---------- Source records ----------
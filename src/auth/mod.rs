//! The authorization decision pipeline and its collaborators.

pub mod decision;
pub mod pipeline;
pub mod provider;
pub mod redirect;

#[cfg(test)]
pub mod test_util;

pub use decision::{AuthDecision, AuthenticatedUser, UnauthenticatedReason, UnauthorizedReason};
pub use pipeline::evaluate;
pub use provider::{IdentityProvider, PocketBase, ProviderError, ProviderFactory};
----------
Starting at the line with "pub mod pipeline;", print each remaining line of the listing above exactly as it appears.

pub mod pipeline;
pub mod provider;
pub mod redirect;

#[cfg(test)]
pub mod test_util;

pub use decision::{AuthDecision, AuthenticatedUser, UnauthenticatedReason, UnauthorizedReason};
pub use pipeline::evaluate;
pub use provider::{IdentityProvider, PocketBase, ProviderError, ProviderFactory};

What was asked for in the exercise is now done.